## Aim of the task
State how many lines in the records below contain the string "cannot", and give nothing besides that number.

---------- Records for this task ----------

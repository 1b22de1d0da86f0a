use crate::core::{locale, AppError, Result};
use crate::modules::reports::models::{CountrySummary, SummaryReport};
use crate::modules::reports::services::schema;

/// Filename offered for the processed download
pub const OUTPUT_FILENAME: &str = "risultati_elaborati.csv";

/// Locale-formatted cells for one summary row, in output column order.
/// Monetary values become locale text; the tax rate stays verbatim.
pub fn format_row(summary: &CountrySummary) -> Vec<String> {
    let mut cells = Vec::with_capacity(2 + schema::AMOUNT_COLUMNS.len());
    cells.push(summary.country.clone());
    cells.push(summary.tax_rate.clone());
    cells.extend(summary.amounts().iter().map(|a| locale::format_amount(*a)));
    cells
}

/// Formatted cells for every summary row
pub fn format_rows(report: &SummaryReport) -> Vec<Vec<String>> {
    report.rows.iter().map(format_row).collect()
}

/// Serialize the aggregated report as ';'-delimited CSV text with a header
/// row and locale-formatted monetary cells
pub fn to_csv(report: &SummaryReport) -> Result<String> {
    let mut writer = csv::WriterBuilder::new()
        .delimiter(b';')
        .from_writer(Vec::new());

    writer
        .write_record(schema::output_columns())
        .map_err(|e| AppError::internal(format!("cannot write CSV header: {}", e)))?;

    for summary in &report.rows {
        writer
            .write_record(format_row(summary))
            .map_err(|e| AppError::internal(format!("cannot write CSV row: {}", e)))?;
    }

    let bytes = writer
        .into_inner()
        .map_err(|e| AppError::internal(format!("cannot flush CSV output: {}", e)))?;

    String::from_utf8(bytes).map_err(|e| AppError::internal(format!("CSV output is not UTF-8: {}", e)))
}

----------
---------- Records for this task ----------

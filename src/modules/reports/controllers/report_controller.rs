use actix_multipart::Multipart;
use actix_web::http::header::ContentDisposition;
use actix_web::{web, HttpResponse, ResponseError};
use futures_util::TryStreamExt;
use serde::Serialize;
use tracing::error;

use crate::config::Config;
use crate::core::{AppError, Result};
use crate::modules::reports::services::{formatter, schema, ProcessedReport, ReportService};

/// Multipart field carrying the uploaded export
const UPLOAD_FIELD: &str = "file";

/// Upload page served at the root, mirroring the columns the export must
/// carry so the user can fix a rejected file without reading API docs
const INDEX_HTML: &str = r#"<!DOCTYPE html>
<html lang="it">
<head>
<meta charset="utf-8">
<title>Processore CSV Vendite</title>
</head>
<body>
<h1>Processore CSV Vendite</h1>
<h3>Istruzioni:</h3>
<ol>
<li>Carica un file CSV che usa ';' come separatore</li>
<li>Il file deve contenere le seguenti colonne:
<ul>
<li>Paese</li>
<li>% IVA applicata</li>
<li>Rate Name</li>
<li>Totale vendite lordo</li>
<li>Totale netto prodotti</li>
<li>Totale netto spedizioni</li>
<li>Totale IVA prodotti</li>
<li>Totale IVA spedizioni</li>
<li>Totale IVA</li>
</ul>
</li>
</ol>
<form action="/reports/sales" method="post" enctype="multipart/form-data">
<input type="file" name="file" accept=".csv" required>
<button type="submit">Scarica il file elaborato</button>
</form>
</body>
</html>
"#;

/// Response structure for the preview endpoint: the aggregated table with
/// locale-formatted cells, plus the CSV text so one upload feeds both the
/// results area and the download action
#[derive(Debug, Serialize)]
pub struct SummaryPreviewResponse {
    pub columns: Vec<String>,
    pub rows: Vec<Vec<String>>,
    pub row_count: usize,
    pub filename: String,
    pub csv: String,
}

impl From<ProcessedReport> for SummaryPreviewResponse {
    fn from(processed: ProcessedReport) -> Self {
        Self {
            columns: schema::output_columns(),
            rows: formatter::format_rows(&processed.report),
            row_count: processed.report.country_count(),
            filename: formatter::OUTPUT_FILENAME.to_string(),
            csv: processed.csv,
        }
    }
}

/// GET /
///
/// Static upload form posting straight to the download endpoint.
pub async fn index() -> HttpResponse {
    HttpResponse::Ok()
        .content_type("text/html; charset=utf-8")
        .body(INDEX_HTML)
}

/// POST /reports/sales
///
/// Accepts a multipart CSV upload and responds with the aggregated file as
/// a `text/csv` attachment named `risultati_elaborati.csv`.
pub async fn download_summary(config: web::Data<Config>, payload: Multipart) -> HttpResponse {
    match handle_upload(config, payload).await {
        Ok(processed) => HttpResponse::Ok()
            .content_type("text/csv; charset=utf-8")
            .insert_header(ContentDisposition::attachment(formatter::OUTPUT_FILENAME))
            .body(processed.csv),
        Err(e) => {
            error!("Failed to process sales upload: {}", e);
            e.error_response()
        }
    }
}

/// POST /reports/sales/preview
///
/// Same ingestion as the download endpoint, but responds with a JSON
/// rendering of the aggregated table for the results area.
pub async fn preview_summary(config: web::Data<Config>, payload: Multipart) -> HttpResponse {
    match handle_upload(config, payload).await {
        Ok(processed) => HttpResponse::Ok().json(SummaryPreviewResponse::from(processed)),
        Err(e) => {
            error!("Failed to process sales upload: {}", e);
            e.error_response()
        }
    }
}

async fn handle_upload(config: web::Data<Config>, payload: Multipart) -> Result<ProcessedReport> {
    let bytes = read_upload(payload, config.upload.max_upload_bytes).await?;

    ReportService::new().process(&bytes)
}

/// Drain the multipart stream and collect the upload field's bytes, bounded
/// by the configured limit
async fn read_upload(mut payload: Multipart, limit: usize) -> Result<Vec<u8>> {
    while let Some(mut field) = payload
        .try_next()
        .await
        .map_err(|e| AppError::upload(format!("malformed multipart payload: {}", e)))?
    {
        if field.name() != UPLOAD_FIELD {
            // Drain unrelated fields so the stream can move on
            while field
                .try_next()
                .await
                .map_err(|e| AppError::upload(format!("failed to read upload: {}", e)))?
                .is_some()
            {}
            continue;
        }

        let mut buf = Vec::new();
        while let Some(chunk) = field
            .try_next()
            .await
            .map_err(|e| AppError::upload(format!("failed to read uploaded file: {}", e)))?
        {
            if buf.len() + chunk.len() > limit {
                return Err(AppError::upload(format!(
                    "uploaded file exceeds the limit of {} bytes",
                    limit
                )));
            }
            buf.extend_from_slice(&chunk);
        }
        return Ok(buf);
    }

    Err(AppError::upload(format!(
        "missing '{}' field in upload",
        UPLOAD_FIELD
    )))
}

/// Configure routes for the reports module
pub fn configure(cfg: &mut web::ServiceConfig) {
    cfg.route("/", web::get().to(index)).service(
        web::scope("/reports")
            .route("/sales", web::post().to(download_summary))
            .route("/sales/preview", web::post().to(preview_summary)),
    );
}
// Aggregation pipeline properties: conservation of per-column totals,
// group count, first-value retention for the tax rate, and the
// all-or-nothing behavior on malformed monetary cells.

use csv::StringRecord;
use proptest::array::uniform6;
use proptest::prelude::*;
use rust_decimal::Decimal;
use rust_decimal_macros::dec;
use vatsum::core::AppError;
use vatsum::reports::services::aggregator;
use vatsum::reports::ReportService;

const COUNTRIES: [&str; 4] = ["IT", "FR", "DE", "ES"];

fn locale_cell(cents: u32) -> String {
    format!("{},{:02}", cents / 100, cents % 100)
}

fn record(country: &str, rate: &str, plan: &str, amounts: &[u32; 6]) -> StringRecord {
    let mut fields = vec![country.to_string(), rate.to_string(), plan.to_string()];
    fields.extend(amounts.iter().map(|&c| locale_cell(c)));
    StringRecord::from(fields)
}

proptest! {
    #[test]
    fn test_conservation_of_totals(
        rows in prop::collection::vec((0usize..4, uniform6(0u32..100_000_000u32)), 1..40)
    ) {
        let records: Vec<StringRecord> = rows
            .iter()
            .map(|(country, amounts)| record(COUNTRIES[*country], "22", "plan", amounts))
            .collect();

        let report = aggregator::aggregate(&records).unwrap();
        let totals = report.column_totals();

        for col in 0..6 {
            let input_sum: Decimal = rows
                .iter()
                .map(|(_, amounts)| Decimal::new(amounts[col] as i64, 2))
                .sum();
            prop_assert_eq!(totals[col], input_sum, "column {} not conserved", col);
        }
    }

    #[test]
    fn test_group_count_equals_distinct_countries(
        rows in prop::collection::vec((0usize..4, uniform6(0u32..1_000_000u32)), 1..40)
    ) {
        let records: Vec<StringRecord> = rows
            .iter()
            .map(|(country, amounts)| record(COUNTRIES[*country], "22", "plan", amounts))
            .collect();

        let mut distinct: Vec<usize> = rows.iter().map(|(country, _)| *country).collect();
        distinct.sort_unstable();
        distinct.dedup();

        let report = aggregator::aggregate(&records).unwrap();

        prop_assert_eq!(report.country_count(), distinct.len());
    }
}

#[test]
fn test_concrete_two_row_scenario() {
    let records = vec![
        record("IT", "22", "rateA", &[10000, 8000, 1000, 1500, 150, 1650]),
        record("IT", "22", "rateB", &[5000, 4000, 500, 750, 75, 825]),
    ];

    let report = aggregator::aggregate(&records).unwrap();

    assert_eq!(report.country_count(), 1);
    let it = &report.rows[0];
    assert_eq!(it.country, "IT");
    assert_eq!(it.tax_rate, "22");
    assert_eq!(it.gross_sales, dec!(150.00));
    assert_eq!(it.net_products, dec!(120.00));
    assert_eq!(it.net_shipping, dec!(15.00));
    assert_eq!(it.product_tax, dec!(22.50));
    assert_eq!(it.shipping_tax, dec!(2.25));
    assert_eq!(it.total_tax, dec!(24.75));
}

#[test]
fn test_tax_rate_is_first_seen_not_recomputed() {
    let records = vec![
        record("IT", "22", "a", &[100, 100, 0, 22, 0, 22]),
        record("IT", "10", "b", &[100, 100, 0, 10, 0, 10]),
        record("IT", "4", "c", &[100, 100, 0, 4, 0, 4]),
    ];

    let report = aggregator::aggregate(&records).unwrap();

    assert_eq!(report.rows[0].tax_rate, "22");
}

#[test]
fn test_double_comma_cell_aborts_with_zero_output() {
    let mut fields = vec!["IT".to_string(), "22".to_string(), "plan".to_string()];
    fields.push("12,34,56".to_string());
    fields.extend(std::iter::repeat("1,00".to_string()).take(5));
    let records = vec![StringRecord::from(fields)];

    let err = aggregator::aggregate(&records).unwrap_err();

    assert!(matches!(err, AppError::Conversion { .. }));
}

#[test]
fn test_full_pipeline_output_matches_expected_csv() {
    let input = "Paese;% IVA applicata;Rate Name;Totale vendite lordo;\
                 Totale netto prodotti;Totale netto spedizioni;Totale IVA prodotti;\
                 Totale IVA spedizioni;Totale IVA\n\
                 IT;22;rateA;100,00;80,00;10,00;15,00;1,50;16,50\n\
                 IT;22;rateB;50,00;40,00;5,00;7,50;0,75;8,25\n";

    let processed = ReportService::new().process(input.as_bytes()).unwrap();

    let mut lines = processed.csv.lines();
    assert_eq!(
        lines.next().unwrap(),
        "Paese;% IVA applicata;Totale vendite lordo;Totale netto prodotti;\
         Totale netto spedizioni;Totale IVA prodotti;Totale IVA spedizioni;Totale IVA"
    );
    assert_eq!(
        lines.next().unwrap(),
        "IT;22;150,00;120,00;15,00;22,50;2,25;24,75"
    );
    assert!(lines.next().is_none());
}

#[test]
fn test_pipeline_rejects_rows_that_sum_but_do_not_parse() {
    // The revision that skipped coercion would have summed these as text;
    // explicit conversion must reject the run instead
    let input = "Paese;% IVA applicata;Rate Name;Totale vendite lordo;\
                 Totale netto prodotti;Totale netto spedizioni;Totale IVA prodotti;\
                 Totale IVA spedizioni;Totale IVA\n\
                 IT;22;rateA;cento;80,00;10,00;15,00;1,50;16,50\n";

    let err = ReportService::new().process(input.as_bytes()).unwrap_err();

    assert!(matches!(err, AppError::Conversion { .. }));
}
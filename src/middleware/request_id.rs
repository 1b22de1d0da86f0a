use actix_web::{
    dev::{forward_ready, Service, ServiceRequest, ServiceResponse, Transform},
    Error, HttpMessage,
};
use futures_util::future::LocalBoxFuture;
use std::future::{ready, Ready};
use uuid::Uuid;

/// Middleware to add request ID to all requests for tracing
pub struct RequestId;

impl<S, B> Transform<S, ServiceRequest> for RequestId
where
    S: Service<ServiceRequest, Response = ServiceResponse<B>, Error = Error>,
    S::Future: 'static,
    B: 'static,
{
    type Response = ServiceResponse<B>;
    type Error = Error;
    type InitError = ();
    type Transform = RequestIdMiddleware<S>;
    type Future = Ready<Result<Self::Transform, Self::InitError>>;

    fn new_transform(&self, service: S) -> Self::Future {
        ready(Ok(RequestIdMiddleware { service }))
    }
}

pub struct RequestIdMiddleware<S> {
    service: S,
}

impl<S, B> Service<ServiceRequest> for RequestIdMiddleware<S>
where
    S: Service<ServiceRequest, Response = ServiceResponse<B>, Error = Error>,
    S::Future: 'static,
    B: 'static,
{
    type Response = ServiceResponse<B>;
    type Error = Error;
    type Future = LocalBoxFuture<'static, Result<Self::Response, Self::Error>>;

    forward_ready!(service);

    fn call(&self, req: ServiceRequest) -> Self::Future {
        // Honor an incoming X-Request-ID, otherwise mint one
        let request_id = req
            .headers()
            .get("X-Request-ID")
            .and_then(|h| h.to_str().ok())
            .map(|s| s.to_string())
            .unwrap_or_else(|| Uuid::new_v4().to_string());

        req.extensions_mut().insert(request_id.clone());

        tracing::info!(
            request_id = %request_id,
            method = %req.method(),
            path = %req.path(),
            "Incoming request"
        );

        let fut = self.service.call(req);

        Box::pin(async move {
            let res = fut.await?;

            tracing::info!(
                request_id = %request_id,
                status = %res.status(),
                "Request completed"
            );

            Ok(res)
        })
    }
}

----------
---------- Records for this task ----------

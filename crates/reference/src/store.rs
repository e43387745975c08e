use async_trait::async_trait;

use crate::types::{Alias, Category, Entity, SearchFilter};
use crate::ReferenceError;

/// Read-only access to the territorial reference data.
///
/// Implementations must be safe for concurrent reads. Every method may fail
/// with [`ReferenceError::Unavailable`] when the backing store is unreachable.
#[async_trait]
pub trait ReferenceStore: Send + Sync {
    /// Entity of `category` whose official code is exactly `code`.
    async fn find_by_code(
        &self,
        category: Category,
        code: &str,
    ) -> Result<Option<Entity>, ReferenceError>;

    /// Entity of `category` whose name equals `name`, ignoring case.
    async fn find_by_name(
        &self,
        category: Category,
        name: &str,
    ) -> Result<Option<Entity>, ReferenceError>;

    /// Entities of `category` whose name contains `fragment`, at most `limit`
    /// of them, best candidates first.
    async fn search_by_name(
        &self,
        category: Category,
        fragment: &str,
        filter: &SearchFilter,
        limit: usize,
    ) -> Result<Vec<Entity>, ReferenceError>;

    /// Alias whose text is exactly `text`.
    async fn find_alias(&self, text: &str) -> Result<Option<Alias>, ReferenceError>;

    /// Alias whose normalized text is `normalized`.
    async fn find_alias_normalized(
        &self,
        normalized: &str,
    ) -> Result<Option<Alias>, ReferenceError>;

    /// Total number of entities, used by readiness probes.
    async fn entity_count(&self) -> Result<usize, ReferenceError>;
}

----------

## Exercise solution
3